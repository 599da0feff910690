//! Interactions with the external ffmpeg tool.
//!
//! All subprocess use in the crate goes through the [`CommandRunner`]
//! trait so the pipeline can be tested against a scripted mock without a
//! real ffmpeg binary installed. The production implementation launches
//! the command with stdin disconnected, discards stdout, captures the
//! full stderr stream, and resolves success solely from the exit code.

use log::debug;
use std::io::{self, Read};
use std::process::{Command, Stdio};

use crate::error::{CoreError, CoreResult};

pub mod mocks;

/// Name of the external encoder/muxer binary.
pub const FFMPEG: &str = "ffmpeg";

/// Capability to run an external command to completion.
///
/// The pipeline holds a `&dyn CommandRunner`; tests substitute
/// [`mocks::MockCommandRunner`] to observe and script invocations.
pub trait CommandRunner {
    /// Run `program` with `args`, resolving `Ok(())` only on exit code 0.
    fn run(&self, program: &str, args: &[String]) -> CoreResult<()>;
}

/// Production runner backed by `std::process::Command`.
#[derive(Debug, Clone, Copy, Default)]
pub struct ExecCommandRunner;

impl CommandRunner for ExecCommandRunner {
    fn run(&self, program: &str, args: &[String]) -> CoreResult<()> {
        debug!("Running: {} {}", program, args.join(" "));

        let mut child = Command::new(program)
            .args(args)
            .stdin(Stdio::null())
            .stdout(Stdio::null())
            .stderr(Stdio::piped())
            .spawn()
            .map_err(|e| CoreError::CommandStart(program.to_string(), e))?;

        // Drain stderr before waiting so a chatty child cannot block on a
        // full pipe.
        let mut stderr = String::new();
        if let Some(mut pipe) = child.stderr.take() {
            pipe.read_to_string(&mut stderr)?;
        }

        let status = child.wait()?;
        if status.success() {
            Ok(())
        } else {
            Err(CoreError::CommandFailed {
                program: program.to_string(),
                exit_code: status.code().unwrap_or(-1),
                stderr,
            })
        }
    }
}

/// Check that a required external command is available and executable.
///
/// Runs `<cmd> -version` with both output streams discarded. A missing
/// binary maps to [`CoreError::DependencyNotFound`]; any other launch
/// failure maps to [`CoreError::CommandStart`].
pub fn check_dependency(cmd_name: &str) -> CoreResult<()> {
    let result = Command::new(cmd_name)
        .arg("-version")
        .stdout(Stdio::null())
        .stderr(Stdio::null())
        .status();

    match result {
        Ok(_) => {
            debug!("Found dependency: {}", cmd_name);
            Ok(())
        }
        Err(e) if e.kind() == io::ErrorKind::NotFound => {
            Err(CoreError::DependencyNotFound(cmd_name.to_string()))
        }
        Err(e) => Err(CoreError::CommandStart(cmd_name.to_string(), e)),
    }
}
//! Mocking infrastructure for testing the pipeline without ffmpeg.
//!
//! `MockCommandRunner` records every invocation and can be scripted to
//! fail at a given call index, mimicking a non-zero ffmpeg exit. It
//! carries no extra dependencies, so it is compiled unconditionally and
//! shared by unit and integration tests.

use std::sync::{Arc, Mutex};

use super::CommandRunner;
use crate::error::{CoreError, CoreResult};

/// One recorded command invocation.
#[derive(Debug, Clone, PartialEq, Eq)]
pub struct RecordedCall {
    pub program: String,
    pub args: Vec<String>,
}

#[derive(Debug, Clone)]
struct PlannedFailure {
    call_index: usize,
    exit_code: i32,
    stderr: String,
}

/// Scriptable [`CommandRunner`] that records calls instead of spawning.
///
/// Clones share state, so a test can hand one clone to the pipeline and
/// inspect the calls through another.
#[derive(Debug, Clone, Default)]
pub struct MockCommandRunner {
    calls: Arc<Mutex<Vec<RecordedCall>>>,
    failure: Arc<Mutex<Option<PlannedFailure>>>,
}

impl MockCommandRunner {
    pub fn new() -> Self {
        Default::default()
    }

    /// Script the invocation at `call_index` (0-based, counting every
    /// call) to fail with the given exit code and diagnostic text.
    pub fn fail_on_call(&self, call_index: usize, exit_code: i32, stderr: &str) {
        *self.failure.lock().unwrap() = Some(PlannedFailure {
            call_index,
            exit_code,
            stderr: stderr.to_string(),
        });
    }

    /// All invocations received so far, in order.
    pub fn calls(&self) -> Vec<RecordedCall> {
        self.calls.lock().unwrap().clone()
    }

    /// Number of invocations received so far.
    pub fn call_count(&self) -> usize {
        self.calls.lock().unwrap().len()
    }
}

impl CommandRunner for MockCommandRunner {
    fn run(&self, program: &str, args: &[String]) -> CoreResult<()> {
        let index = {
            let mut calls = self.calls.lock().unwrap();
            calls.push(RecordedCall {
                program: program.to_string(),
                args: args.to_vec(),
            });
            calls.len() - 1
        };

        let failure = self.failure.lock().unwrap();
        match failure.as_ref() {
            Some(planned) if planned.call_index == index => Err(CoreError::CommandFailed {
                program: program.to_string(),
                exit_code: planned.exit_code,
                stderr: planned.stderr.clone(),
            }),
            _ => Ok(()),
        }
    }
}

#[cfg(test)]
mod tests {
    use super::*;

    #[test]
    fn test_mock_records_calls_in_order() {
        let runner = MockCommandRunner::new();
        runner.run("ffmpeg", &["-y".to_string()]).unwrap();
        runner.run("ffmpeg", &["-i".to_string()]).unwrap();

        let calls = runner.calls();
        assert_eq!(calls.len(), 2);
        assert_eq!(calls[0].args, vec!["-y"]);
        assert_eq!(calls[1].args, vec!["-i"]);
    }

    #[test]
    fn test_mock_scripted_failure() {
        let runner = MockCommandRunner::new();
        runner.fail_on_call(1, 187, "simulated encoder failure");

        assert!(runner.run("ffmpeg", &[]).is_ok());
        match runner.run("ffmpeg", &[]) {
            Err(CoreError::CommandFailed {
                exit_code, stderr, ..
            }) => {
                assert_eq!(exit_code, 187);
                assert_eq!(stderr, "simulated encoder failure");
            }
            other => panic!("expected CommandFailed, got {:?}", other),
        }
    }
}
|---|
**Work request**
Reproduce the entire listing. Keep every word as it is.

**Problem solution**
repository 599da0feff910690
//! Interactions with the external ffmpeg tool.
//!
//! All subprocess use in the crate goes through the [`CommandRunner`]
//! trait so the pipeline can be tested against a scripted mock without a
//! real ffmpeg binary installed. The production implementation launches
//! the command with stdin disconnected, discards stdout, captures the
//! full stderr stream, and resolves success solely from the exit code.

use log::debug;
use std::io::{self, Read};
use std::process::{Command, Stdio};

use crate::error::{CoreError, CoreResult};

pub mod mocks;

/// Name of the external encoder/muxer binary.
pub const FFMPEG: &str = "ffmpeg";

/// Capability to run an external command to completion.
///
/// The pipeline holds a `&dyn CommandRunner`; tests substitute
/// [`mocks::MockCommandRunner`] to observe and script invocations.
pub trait CommandRunner {
    /// Run `program` with `args`, resolving `Ok(())` only on exit code 0.
    fn run(&self, program: &str, args: &[String]) -> CoreResult<()>;
}

/// Production runner backed by `std::process::Command`.
#[derive(Debug, Clone, Copy, Default)]
pub struct ExecCommandRunner;

impl CommandRunner for ExecCommandRunner {
    fn run(&self, program: &str, args: &[String]) -> CoreResult<()> {
        debug!("Running: {} {}", program, args.join(" "));

        let mut child = Command::new(program)
            .args(args)
            .stdin(Stdio::null())
            .stdout(Stdio::null())
            .stderr(Stdio::piped())
            .spawn()
            .map_err(|e| CoreError::CommandStart(program.to_string(), e))?;

        // Drain stderr before waiting so a chatty child cannot block on a
        // full pipe.
        let mut stderr = String::new();
        if let Some(mut pipe) = child.stderr.take() {
            pipe.read_to_string(&mut stderr)?;
        }

        let status = child.wait()?;
        if status.success() {
            Ok(())
        } else {
            Err(CoreError::CommandFailed {
                program: program.to_string(),
                exit_code: status.code().unwrap_or(-1),
                stderr,
            })
        }
    }
}

/// Check that a required external command is available and executable.
///
/// Runs `<cmd> -version` with both output streams discarded. A missing
/// binary maps to [`CoreError::DependencyNotFound`]; any other launch
/// failure maps to [`CoreError::CommandStart`].
pub fn check_dependency(cmd_name: &str) -> CoreResult<()> {
    let result = Command::new(cmd_name)
        .arg("-version")
        .stdout(Stdio::null())
        .stderr(Stdio::null())
        .status();

    match result {
        Ok(_) => {
            debug!("Found dependency: {}", cmd_name);
            Ok(())
        }
        Err(e) if e.kind() == io::ErrorKind::NotFound => {
            Err(CoreError::DependencyNotFound(cmd_name.to_string()))
        }
        Err(e) => Err(CoreError::CommandStart(cmd_name.to_string(), e)),
    }
}
//! Mocking infrastructure for testing the pipeline without ffmpeg.
//!
//! `MockCommandRunner` records every invocation and can be scripted to
//! fail at a given call index, mimicking a non-zero ffmpeg exit. It
//! carries no extra dependencies, so it is compiled unconditionally and
//! shared by unit and integration tests.

use std::sync::{Arc, Mutex};

use super::CommandRunner;
use crate::error::{CoreError, CoreResult};

/// One recorded command invocation.
#[derive(Debug, Clone, PartialEq, Eq)]
pub struct RecordedCall {
    pub program: String,
    pub args: Vec<String>,
}

#[derive(Debug, Clone)]
struct PlannedFailure {
    call_index: usize,
    exit_code: i32,
    stderr: String,
}

/// Scriptable [`CommandRunner`] that records calls instead of spawning.
///
/// Clones share state, so a test can hand one clone to the pipeline and
/// inspect the calls through another.
#[derive(Debug, Clone, Default)]
pub struct MockCommandRunner {
    calls: Arc<Mutex<Vec<RecordedCall>>>,
    failure: Arc<Mutex<Option<PlannedFailure>>>,
}

impl MockCommandRunner {
    pub fn new() -> Self {
        Default::default()
    }

    /// Script the invocation at `call_index` (0-based, counting every
    /// call) to fail with the given exit code and diagnostic text.
    pub fn fail_on_call(&self, call_index: usize, exit_code: i32, stderr: &str) {
        *self.failure.lock().unwrap() = Some(PlannedFailure {
            call_index,
            exit_code,
            stderr: stderr.to_string(),
        });
    }

    /// All invocations received so far, in order.
    pub fn calls(&self) -> Vec<RecordedCall> {
        self.calls.lock().unwrap().clone()
    }

    /// Number of invocations received so far.
    pub fn call_count(&self) -> usize {
        self.calls.lock().unwrap().len()
    }
}

impl CommandRunner for MockCommandRunner {
    fn run(&self, program: &str, args: &[String]) -> CoreResult<()> {
        let index = {
            let mut calls = self.calls.lock().unwrap();
            calls.push(RecordedCall {
                program: program.to_string(),
                args: args.to_vec(),
            });
            calls.len() - 1
        };

        let failure = self.failure.lock().unwrap();
        match failure.as_ref() {
            Some(planned) if planned.call_index == index => Err(CoreError::CommandFailed {
                program: program.to_string(),
                exit_code: planned.exit_code,
                stderr: planned.stderr.clone(),
            }),
            _ => Ok(()),
        }
    }
}

#[cfg(test)]
mod tests {
    use super::*;

    #[test]
    fn test_mock_records_calls_in_order() {
        let runner = MockCommandRunner::new();
        runner.run("ffmpeg", &["-y".to_string()]).unwrap();
        runner.run("ffmpeg", &["-i".to_string()]).unwrap();

        let calls = runner.calls();
        assert_eq!(calls.len(), 2);
        assert_eq!(calls[0].args, vec!["-y"]);
        assert_eq!(calls[1].args, vec!["-i"]);
    }

    #[test]
    fn test_mock_scripted_failure() {
        let runner = MockCommandRunner::new();
        runner.fail_on_call(1, 187, "simulated encoder failure");

        assert!(runner.run("ffmpeg", &[]).is_ok());
        match runner.run("ffmpeg", &[]) {
            Err(CoreError::CommandFailed {
                exit_code, stderr, ..
            }) => {
                assert_eq!(exit_code, 187);
                assert_eq!(stderr, "simulated encoder failure");
            }
            other => panic!("expected CommandFailed, got {:?}", other),
        }
    }
}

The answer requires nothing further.